Estimated reading time: 5 minutes

In this article, Holly Southwick analyses the “girlboss” label for what it is: a tool to make women feel that the system’s not the problem, they are.

The term girlboss was coined by Sophia Amoruso in the early 2010s, at a moment when feminism was being repackaged for the marketplace. It promised something deceptively simple: that women could succeed on the same terms as men, if they were confident enough, resilient enough, and prepared to work hard enough.

But what girlboss really offered was not empowerment, it was damage control.

It emerged at the exact point women were entering workplaces still built by, and for, men. Rather than dismantling the barriers that excluded women from power, girlboss culture reframed survival within those systems as success. Structural inequality became a personal branding opportunity.

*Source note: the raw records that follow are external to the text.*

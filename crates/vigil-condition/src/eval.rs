use regex::Regex;
use serde_json::Value;
use vigil_common::ProbeContext;

use crate::parser::{Condition, Op, Operand, Parsed, PathSeg};

/// A resolved operand: either a concrete JSON value or "no value".
/// Missing context keys and failed extractions both resolve to `Undefined`;
/// any comparison touching `Undefined` or null is false.
enum Resolved {
    Value(Value),
    Undefined,
}

impl Condition {
    /// Evaluates the condition against a probe context. Total: every fault
    /// (bad parse, missing key, type mismatch, bad regex) yields `false`.
    pub fn evaluate(&self, context: &ProbeContext) -> bool {
        match &self.parsed {
            Parsed::Invalid => false,
            Parsed::Bare(operand) => {
                matches!(resolve(operand, context), Resolved::Value(Value::Bool(true)))
            }
            Parsed::Compare {
                lhs,
                op,
                rhs,
                regex,
            } => {
                let left = resolve(lhs, context);
                let right = resolve(rhs, context);
                let (Resolved::Value(left), Resolved::Value(right)) = (left, right) else {
                    return false;
                };
                if left.is_null() || right.is_null() {
                    return false;
                }
                apply(*op, &left, &right, regex.as_ref())
            }
        }
    }
}

fn resolve(operand: &Operand, context: &ProbeContext) -> Resolved {
    match operand {
        Operand::Invalid | Operand::Undefined => Resolved::Undefined,
        Operand::Literal(value) => Resolved::Value(value.clone()),
        Operand::Placeholder { key, path } => {
            let Some(mut current) = context.get(key) else {
                return Resolved::Undefined;
            };
            for segment in path {
                let next = match segment {
                    PathSeg::Key(name) => current.get(name),
                    PathSeg::Index(index) => current.get(index),
                };
                match next {
                    Some(value) => current = value,
                    None => return Resolved::Undefined,
                }
            }
            Resolved::Value(current.clone())
        }
    }
}

fn apply(op: Op, left: &Value, right: &Value, compiled: Option<&Regex>) -> bool {
    match op {
        Op::Eq => loose_eq(left, right),
        Op::Ne => !loose_eq(left, right),
        Op::Gt | Op::Ge | Op::Lt | Op::Le => ordered(op, left, right),
        Op::Contains => stringify(left).contains(&stringify(right)),
        Op::Matches => {
            let pattern;
            let regex = match compiled {
                Some(regex) => regex,
                None => {
                    pattern = match Regex::new(&stringify(right)) {
                        Ok(regex) => regex,
                        Err(_) => return false,
                    };
                    &pattern
                }
            };
            regex.is_match(&stringify(left))
        }
    }
}

/// Loose equality: numbers compare numerically, a number and a numeric string
/// coerce, booleans coerce to 0/1 against numbers, everything else compares
/// structurally.
fn loose_eq(left: &Value, right: &Value) -> bool {
    match (left, right) {
        (Value::Number(_), Value::Number(_)) => match (as_f64(left), as_f64(right)) {
            (Some(a), Some(b)) => a == b,
            _ => false,
        },
        (Value::String(a), Value::String(b)) => a == b,
        (Value::Number(_), Value::String(s)) | (Value::String(s), Value::Number(_)) => {
            let number = if left.is_number() { left } else { right };
            match (as_f64(number), s.trim().parse::<f64>()) {
                (Some(a), Ok(b)) => a == b,
                _ => false,
            }
        }
        (Value::Bool(a), Value::Bool(b)) => a == b,
        (Value::Bool(b), Value::Number(_)) | (Value::Number(_), Value::Bool(b)) => {
            let number = if left.is_number() { left } else { right };
            as_f64(number) == Some(if *b { 1.0 } else { 0.0 })
        }
        _ => left == right,
    }
}

/// Ordered comparison: numeric on numbers, lexicographic on strings, false on
/// mixed types.
fn ordered(op: Op, left: &Value, right: &Value) -> bool {
    let ordering = match (left, right) {
        (Value::Number(_), Value::Number(_)) => match (as_f64(left), as_f64(right)) {
            (Some(a), Some(b)) => a.partial_cmp(&b),
            _ => None,
        },
        (Value::String(a), Value::String(b)) => Some(a.cmp(b)),
        _ => None,
    };
    let Some(ordering) = ordering else {
        return false;
    };
    match op {
        Op::Gt => ordering.is_gt(),
        Op::Ge => ordering.is_ge(),
        Op::Lt => ordering.is_lt(),
        Op::Le => ordering.is_le(),
        _ => false,
    }
}

fn as_f64(value: &Value) -> Option<f64> {
    value.as_f64().or_else(|| value.as_i64().map(|i| i as f64))
}

/// String form used by `contains` and `matches`: strings stay raw, scalars
/// use their display form, containers serialize as JSON.
fn stringify(value: &Value) -> String {
    match value {
        Value::String(s) => s.clone(),
        Value::Number(n) => n.to_string(),
        Value::Bool(b) => b.to_string(),
        Value::Null => "null".to_string(),
        other => serde_json::to_string(other).unwrap_or_default(),
    }
}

Women weren’t told the system was broken. They were told they were broken if they couldn’t handle the system.

Endurance dressed up as empowerment

From the start, girlboss culture celebrated exceptionalism. Women who succeeded were framed as rule-breakers, disruptors, outliers; proof that the system worked after all. The implication was clear: if one woman could make it, others simply hadn’t tried hard enough.

This logic neatly sidestepped persistent inequality. In the UK, women continue to earn less than men across almost every sector. According to the Office for National Statistics, the gender pay gap remains entrenched, particularly for women over 40, when caring responsibilities and limited options for career progression collide. Research from Young Women’s Trust shows that young women face an income gap from the very start of their working lives, a disadvantage that compounds over time.

Girlboss culture didn’t challenge this. It personalised it.

Rather than asking why women were underpaid, overworked, and underrepresented in leadership, the focus shifted to how women could adapt themselves to survive those conditions. Long hours became ambition. Burnout became passion. Emotional labour became leadership.

Women were praised not for being treated equally but for enduring inequality gracefully.

A double standard masquerading as praise

Men have always been allowed to “walk into” power. Their competence is assumed, and their authority deemed unremarkable. Women, by contrast, are framed as novelties. When they reach senior roles, they are celebrated as inspirational – a word that quietly signals exception rather than norm.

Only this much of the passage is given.